Tom Stanton <tstanton at nationalgeographic.com> wrote:
> [Early flaming experiences] My sainted wife finally pointed out [good advice about personal interaction, not always dominating center stage, etc.]
Are we married to the same woman? Does Anita have a secret communication going with this woman?
You can imagine what Chrissie went through. Not on the Internet. Right out there with sixty nitballs (nitballs, nutballs, whatever) in the redwoods. She's doing their laundry and cooking their meals, which are mostly paid for by my Playboy and Rolling Stone expense accounts, and they are attacking us as dilettantes! They were so fucked up they couldn't tie their own shoelaces (not a metaphor, but an actual fact in more than one case). We’re exploiting them.
When we split for Mexico the second time in 1973, I once asked her why she hated me: "I married a man in a Brooks Brothers suit who was writing cover stories on major rock stars for magazines like The Saturday Evening Post. Mario Puzo, Bruce Jay Friedman and Thomas Pynchon all told me that we were going to be rich and famous because he was going to write best sellers. Now here I am in the jungles of Mexico with a crazy hippie artist and a worried baby. That's why."
Good point.
> I was also very touched to read your response about Tom's dad passing, and felt bad that it came across in such a callous way.
I didn’t feel davemarc was callous. How else do you do it? I just fucking hate Wednesdays. The news of my father’s death came on a Wednesday. No matter how I try to break the pattern, it’s always a dangerous day for me.
> As much as this impersonal medium can, your sorrow came through loud and clear.
This is what I do. This is the essence of my art. I make impersonal media wake up singing or crying by putting myself 100% on the line. That's why they call me an egomaniac. That's why they complain about all the self-reflection. Do you want Microsoft Bob talking through the command line? Or do you want a living being? It's a Turing test. It wasn't just the immediate response, it was that you felt you knew me, that there was a connection to another human.
> I think the group has gotten very grumpy continually responding to the Werewolf (who was funny) and to being attacked as academics or idiots.
The group? Or individuals who do happen to act like idiots? I didn't say anything negative about academics that I recall. Chrissie made one very apt remark about the sterility of the questions. The flaming is no big deal. It’s kind of fun, actually, as the flamers are usually so inept that it's just a matter of letting the thing simmer for a couple of hours until I can figure out the squelch. It’s like learning a new program. Dinn must be *insane* at this. Talk about cultural clichés. Does this guy have the clipped British wit down fine? I am studying his technique. The Dancing in the Dark zing to my let it be, let it be: Not on this list.
I was, however, shocked by the lack of coherence and intelligence, the unfairness, and the bitterness of some of these responses, the personal attacks, the gratuitous vulgarity and crudeness. I can't imagine what it must be like to be in classrooms or offices with these people.
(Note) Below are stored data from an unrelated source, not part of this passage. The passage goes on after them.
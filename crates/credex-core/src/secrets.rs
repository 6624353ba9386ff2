//! Secret value type.

use serde::{Deserialize, Serialize};
use std::fmt;

/// A credential value that must never reach a log line in clear text.
///
/// `Debug` and `Display` are redacted; call [`Secret::expose`] at the exact
/// point where the plaintext is handed to the wire or to the host.
#[derive(Clone, PartialEq, Eq, Serialize, Deserialize)]
#[serde(transparent)]
pub struct Secret(String);

impl Secret {
    pub fn new(value: impl Into<String>) -> Self {
        Self(value.into())
    }

    /// The plaintext value.
    pub fn expose(&self) -> &str {
        &self.0
    }

    pub fn is_empty(&self) -> bool {
        self.0.is_empty()
    }
}

impl From<String> for Secret {
    fn from(value: String) -> Self {
        Self(value)
    }
}

impl From<&str> for Secret {
    fn from(value: &str) -> Self {
        Self(value.to_string())
    }
}

impl fmt::Debug for Secret {
    fn fmt(&self, f: &mut fmt::Formatter<'_>) -> fmt::Result {
        f.write_str("Secret(***)")
    }
}

impl fmt::Display for Secret {
    fn fmt(&self, f: &mut fmt::Formatter<'_>) -> fmt::Result {
        f.write_str("***")
    }
}

#[cfg(test)]
mod tests {
    use super::*;

    #[test]
    fn test_debug_is_redacted() {
        let secret = Secret::new("ghs_abcdef");
        assert_eq!(format!("{:?}", secret), "Secret(***)");
        assert_eq!(secret.to_string(), "***");
        assert_eq!(secret.expose(), "ghs_abcdef");
    }

    #[test]
    fn test_serializes_as_plain_string() {
        let secret = Secret::new("tok");
        assert_eq!(serde_json::to_string(&secret).unwrap(), "\"tok\"");

        let back: Secret = serde_json::from_str("\"tok\"").unwrap();
        assert_eq!(back, secret);
    }
}
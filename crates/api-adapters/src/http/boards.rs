use axum::extract::State;
use axum::http::StatusCode;
use axum::Json;
use domains::{Board, BoardKey, PageableRequest};

use super::error::{not_found, ApiResult};
use super::extractors::{ApiJson, ApiPath, ApiQuery};
use super::AppState;
use crate::dto::{NewBoardRequest, UpdateBoardRequest};

pub(super) async fn list(
    State(state): State<AppState>,
    ApiQuery(request): ApiQuery<PageableRequest>,
) -> ApiResult<Json<Vec<Board>>> {
    Ok(Json(state.boards.get_board_list(&request).await?))
}

pub(super) async fn create(
    State(state): State<AppState>,
    ApiJson(request): ApiJson<NewBoardRequest>,
) -> ApiResult<(StatusCode, Json<Board>)> {
    let saved = state.boards.insert_board(request.into_board()).await?;
    Ok((StatusCode::CREATED, Json(saved)))
}

pub(super) async fn detail(
    State(state): State<AppState>,
    ApiPath(board_id): ApiPath<i64>,
) -> ApiResult<Json<Board>> {
    Ok(Json(state.boards.get_board_detail(&BoardKey::Id(board_id)).await?))
}

pub(super) async fn detail_by_bno(
    State(state): State<AppState>,
    ApiPath(bno): ApiPath<String>,
) -> ApiResult<Json<Board>> {
    Ok(Json(state.boards.get_board_detail(&BoardKey::Bno(bno)).await?))
}

pub(super) async fn update(
    State(state): State<AppState>,
    ApiPath(board_id): ApiPath<i64>,
    ApiJson(request): ApiJson<UpdateBoardRequest>,
) -> ApiResult<Json<Board>> {
    let key = BoardKey::Id(board_id);
    let stored = state.boards.get_board_detail(&key).await?;
    if !state.boards.update_board(&request.apply_to(stored)).await? {
        return Err(not_found("Board", key));
    }
    Ok(Json(state.boards.get_board_detail(&key).await?))
}

pub(super) async fn remove(
    State(state): State<AppState>,
    ApiPath(board_id): ApiPath<i64>,
) -> ApiResult<StatusCode> {
    let key = BoardKey::Id(board_id);
    let stored = state.boards.get_board_detail(&key).await?;
    if !state.boards.delete_board(&stored).await? {
        return Err(not_found("Board", key));
    }
    Ok(StatusCode::NO_CONTENT)
}
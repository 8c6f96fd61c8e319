//! # storage-adapters
//!
//! Implementations of the domain ports:
//!
//! - `memory`: process-local store, index and outbox (tests, demos)
//! - `sqlite`: the relational primary store and a durable outbox (`db-sqlite`)
//! - `elastic`: the search index over the Elasticsearch REST API (`search-elastic`)

pub mod memory;

#[cfg(feature = "db-sqlite")]
pub mod sqlite;

#[cfg(feature = "search-elastic")]
pub mod elastic;

pub use memory::{InMemoryBoardRepository, InMemorySearchIndex, InMemorySyncOutbox};

#[cfg(feature = "db-sqlite")]
pub use sqlite::{SqliteBoardRepository, SqliteSyncOutbox};

#[cfg(feature = "search-elastic")]
pub use elastic::{ElasticsearchConfig, ElasticsearchIndex};
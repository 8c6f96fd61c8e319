//! Outbox entries for search index repair.

use chrono::{DateTime, Utc};
use serde::{Deserialize, Serialize};

/// What a write reports when the primary store committed but the search
/// index did not follow.
///
/// Either way a [`SyncTask`] is queued so the reconciler can repair the
/// document later.
#[derive(Debug, Clone, Copy, Default, PartialEq, Eq, Serialize, Deserialize)]
#[serde(rename_all = "snake_case")]
pub enum SyncPolicy {
    /// Report success; the primary store is the source of truth.
    #[default]
    BestEffort,
    /// Report `DomainError::IndexSync`.
    Strict,
}

/// A board whose search document may disagree with the primary store.
///
/// Tasks are keyed by `bno`: the repair re-reads the board at drain time, so
/// one pending task per board is enough no matter how many writes failed.
#[derive(Debug, Clone, PartialEq, Eq, Serialize, Deserialize)]
#[serde(rename_all = "camelCase")]
pub struct SyncTask {
    pub bno: String,
    pub enqueued_at: DateTime<Utc>,
    /// Failed repair attempts so far
    pub attempts: u32,
    pub last_error: Option<String>,
}

impl SyncTask {
    pub fn new(bno: impl Into<String>, reason: impl Into<String>) -> Self {
        Self {
            bno: bno.into(),
            enqueued_at: Utc::now(),
            attempts: 0,
            last_error: Some(reason.into()),
        }
    }
}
In no way did it upset me personally, though.
By way of comparison, I sent the material on linguistics to a Russian-born American writer for review. He corrected my errors with a sense of humor. Not all Old Church Slavonic characters were removed. Statistically it's the third most difficult language to learn, after Chinese and Rumanian, apparently specifically because of the exquisite shading of meaning. Turns out that the expansion in translation problem goes both ways, only worse for Russian to English.
Can you imagine what it must have been like before they regularized it? It was a pleasure to receive his response. From Pynchon-l, however, I rarely see the correction or clarification I request. Instead, there are these tangential flights of free-floating malice based on the authors' personal agendas, not what I wrote.
I'm sorry I don't suffer fools gladly, but if I did I wouldn't have written what some people have worshipped me for over the years. You invite someone like me to your tea party and this is what you get. I was invited, you know. I got in touch to complain about my copyright, then responded to Dinn's suggestion that I post some of the things I wrote him. I thought you guys wanted to meet an author, not correct my manners. People wanted to know what we thought of Thomas Pynchon. Now you know. It's not our fault he's not Jesus Christ Superstar. Reading his books, where would you ever get the idea that he was?
I sympathize with the "too much Jules" responses. Sometimes I feel the same way myself. In the present instance, I really was trying to answer the questions. I can't tell you what Thomas Pynchon thought about Cornell and how it formed his writing style. All I can tell you is how I felt about Cornell and allow you to draw inferences. I can't identify his sources. All I can do is describe what Chrissie was like when Tom was writing Gravity's Rainbow. Since you are all in the process of a minute study of that book, you can see the correspondences, if any, with what I showed you. I'm not a Barron's Blue Book, nor am I a member of the Thomas Pynchon fan club.
But the book hustle roundhouse did split my face in half. That common criminals were more deserving. The presumption of bad faith. The jealousy of my good fortune. Ignoring the value of the reciprocation I offered. Skipping over the fact that we would donate books we didn't want to a local institution. What a horrible dose of that ignorant American self-righteous Puritananical meddling that I have hated all my life. They just feel they have a God-given right to judge others need and human social value. The Elect. 100% Yankee do-gooder poison.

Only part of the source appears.